Luckily a standard 8.5 x 11 sheet of paper fits nicely. Whew….


----------



## bobj3 (Jan 17, 2006)

Looks Good Nickbee

Now make some more, they work great for holding sand paper  8 1/2" x 11"


============


----------



## Nickbee (Nov 9, 2007)

Thanks Bj

I think for sandpaper boxes I'll make simple box joints.


----------



## bobj3 (Jan 17, 2006)

Hi NickBee

Sounds good, 1/4" slots/stock works good, or 1/4" dovetails work great also..

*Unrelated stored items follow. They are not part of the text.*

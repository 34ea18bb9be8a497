//! `DeviceIdentity` (spec §4.4): device id, fingerprint, secret retrieval,
//! device-share key derivation. Grounded on the domain-string key
//! derivation idiom of the teacher's `key_hierarchy.rs` and the
//! registration-call shape of `client.rs`.

use crate::crypto::{blake2, secretbox};
use crate::error::{CoreError, CoreResult};
use crate::external::{DeviceRegistration, DeviceRegistry, Token};
use crate::secure_store::{SecureStore, StorePolicy};
use base64::{engine::general_purpose::STANDARD, Engine};
use uuid::Uuid;

const DEVICE_SHARE_PERSONAL: &[u8] = b"onera.deviceshare.v2";
const KEY_DEVICE_ID: &str = "device_id";
const KEY_ENCRYPTED_DEVICE_SHARE: &str = "encrypted_device_share";
const KEY_DEVICE_SHARE_NONCE: &str = "device_share_nonce";

/// Stable platform-reported identity used to build the device fingerprint.
#[derive(Debug, Clone)]
pub struct PlatformInfo {
    pub model: String,
    pub os_version: String,
    pub vendor_id: Option<String>,
}

pub struct DeviceIdentity<'a> {
    store: &'a dyn SecureStore,
    platform: PlatformInfo,
}

impl<'a> DeviceIdentity<'a> {
    pub fn new(store: &'a dyn SecureStore, platform: PlatformInfo) -> Self {
        Self { store, platform }
    }

    /// Returns the persisted device UUID, generating and storing it on
    /// first call.
    pub async fn get_or_create_device_id(&self) -> CoreResult<String> {
        if let Some(existing) = self.store.get(KEY_DEVICE_ID).await? {
            return Ok(String::from_utf8_lossy(&existing).into_owned());
        }
        let id = Uuid::new_v4().to_string();
        self.store
            .put(KEY_DEVICE_ID, id.as_bytes(), StorePolicy::UnlockedThisDeviceOnly)
            .await?;
        Ok(id)
    }

    /// Deterministic across cold starts on the same device/install.
    pub fn fingerprint(&self) -> String {
        let vendor = self.platform.vendor_id.as_deref().unwrap_or("");
        format!("{}|{}|{}", self.platform.model, self.platform.os_version, vendor)
    }

    /// Seals `encrypted_name` under `master_key`, registers with the
    /// server, returns the server-issued `device_secret`.
    pub async fn register(
        &self,
        master_key: &[u8; 32],
        device_name: &str,
        user_agent: &str,
        registry: &dyn DeviceRegistry,
        token: &Token,
    ) -> CoreResult<[u8; 32]> {
        let device_id = self.get_or_create_device_id().await?;
        let (ciphertext, nonce) = secretbox::aead_seal(master_key, device_name.as_bytes())?;

        let secret = registry
            .register(
                token,
                DeviceRegistration {
                    device_id,
                    encrypted_name_b64: STANDARD.encode(ciphertext),
                    name_nonce_b64: STANDARD.encode(nonce),
                    user_agent: user_agent.to_string(),
                },
            )
            .await?;
        Ok(secret)
    }

    /// `BLAKE2b-256(device_id ‖ fingerprint ‖ secret, personal="onera.deviceshare.v2")`.
    pub fn derive_device_share_key(&self, device_id: &str, secret: &[u8; 32]) -> CoreResult<[u8; 32]> {
        let mut input = Vec::with_capacity(device_id.len() + 256 + 32);
        input.extend_from_slice(device_id.as_bytes());
        input.extend_from_slice(self.fingerprint().as_bytes());
        input.extend_from_slice(secret);

        let key = blake2::kdf_blake2b(&input, DEVICE_SHARE_PERSONAL, 32)?;
        key.try_into()
            .map_err(|_| CoreError::InvalidKeyLength { expected: 32, actual: 0 })
    }

    /// Seal and persist the device share under `SecureStore`.
    pub async fn seal_device_share(&self, device_share_key: &[u8; 32], share: &[u8; 32]) -> CoreResult<()> {
        let (ciphertext, nonce) = secretbox::aead_seal(device_share_key, share)?;
        self.store
            .put(KEY_ENCRYPTED_DEVICE_SHARE, &ciphertext, StorePolicy::UnlockedThisDeviceOnly)
            .await?;
        self.store
            .put(KEY_DEVICE_SHARE_NONCE, &nonce, StorePolicy::UnlockedThisDeviceOnly)
            .await?;
        Ok(())
    }

    /// Open the persisted device share. Fails `DeviceNotProvisioned` if no
    /// local device share exists.
    pub async fn open_device_share(&self, device_share_key: &[u8; 32]) -> CoreResult<[u8; 32]> {
        let ciphertext = self
            .store
            .get(KEY_ENCRYPTED_DEVICE_SHARE)
            .await?
            .ok_or(CoreError::DeviceNotProvisioned)?;
        let nonce = self
            .store
            .get(KEY_DEVICE_SHARE_NONCE)
            .await?
            .ok_or(CoreError::DeviceNotProvisioned)?;

        let plaintext = secretbox::aead_open(device_share_key, &ciphertext, &nonce)?;
        plaintext
            .try_into()
            .map_err(|_| CoreError::MalformedEnvelope("device share wrong length".into()))
    }
}
//! ChaCha20-Poly1305 wrapper used by `NoiseNK` for `EncryptAndHash` and
//! transport-frame encryption. Unlike the wire envelope AEAD
//! (`crypto::secretbox`, XSalsa20-Poly1305/24-byte nonce), Noise mandates an
//! explicit 12-byte nonce the caller constructs from its own counter — this
//! wrapper never derives nonces itself, it only enforces the length and the
//! tag layout.

use crate::crypto::{CryptoError, CryptoResult};
use chacha20poly1305::{
    aead::{Aead, KeyInit, Payload},
    ChaCha20Poly1305, Key, Nonce,
};

/// Encrypt `plaintext` under `key` with the caller-supplied 12-byte `nonce`.
/// Returns ciphertext with the Poly1305 tag appended.
pub fn encrypt(key: &[u8; 32], nonce: &[u8; 12], plaintext: &[u8], aad: &[u8]) -> CryptoResult<Vec<u8>> {
    let cipher = ChaCha20Poly1305::new(Key::from_slice(key));
    let nonce = Nonce::from_slice(nonce);
    cipher
        .encrypt(nonce, Payload { msg: plaintext, aad })
        .map_err(|_| CryptoError::AuthFailure)
}

/// Decrypt `ciphertext` (with trailing tag) under `key`/`nonce`.
pub fn decrypt(key: &[u8; 32], nonce: &[u8; 12], ciphertext: &[u8], aad: &[u8]) -> CryptoResult<Vec<u8>> {
    let cipher = ChaCha20Poly1305::new(Key::from_slice(key));
    let nonce = Nonce::from_slice(nonce);
    cipher
        .decrypt(nonce, Payload { msg: ciphertext, aad })
        .map_err(|_| CryptoError::AuthFailure)
}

Did you notice the frame/case ,looks like the one you just made..just some slots in the uprights to hold some 1/4" thick MDF/plywood to support the boxes..with some runners glued in place for guides..








Nickbee said:


> Thanks Bj
> 
> I think for sandpaper boxes I'll make simple box joints.


----------



## Joe Lyddon (Sep 11, 2004)

Nickbee said:


> I made my sis a pen box for xmas, posted here:
> 
> http://www.routerforums.com/show-n-tell/6653-dovetail-attempt-2-1st-completed-box.html#post62065
> 
> ...



Another GREAT matching piece!


----------



## challagan (Feb 7, 2006)

Excellent work as always Nick, the DT's really look nice! 
]
Corey


----------



## S Bolton (Mar 5, 2007)

Very nice work Nick. Impressive.

SB


----------



## Dr.Zook (Sep 10, 2004)

Great looking Nick. Fine job. Now, does she get an out tray or just file 13?


----------



## harrysin (Jan 15, 2007)

Now then guys, is Nick's tray good, or is it perfect?


----------



## karateed (Feb 7, 2006)

Well, I'd say that Nick's tray is pretty darned awesome...that's what I'd say....very, very nice Nick. I'm only a little jealous.....well.....ok.....I'm a LOT jealous, guess I'll have to practise.....

Ed......


----------



## Nickbee (Nov 9, 2007)

Harry!

It’s by no means perfect. A small piece of oak broke off during glue up that had to be repaired. After the sanding its barley noticeable. Also I put a small dent in the top when I was gluing the bottom on and the clamp slipped. After finishing of course.


----------



## harrysin (Jan 15, 2007)

As I've said many times Nick.,the important thing is having the ability to hide mistakes or better still, turn them into features! If it looks perfect then it is perfect, as you're in- tray does.


----------



## rrushing (Nov 11, 2013)

nice job Nick


----------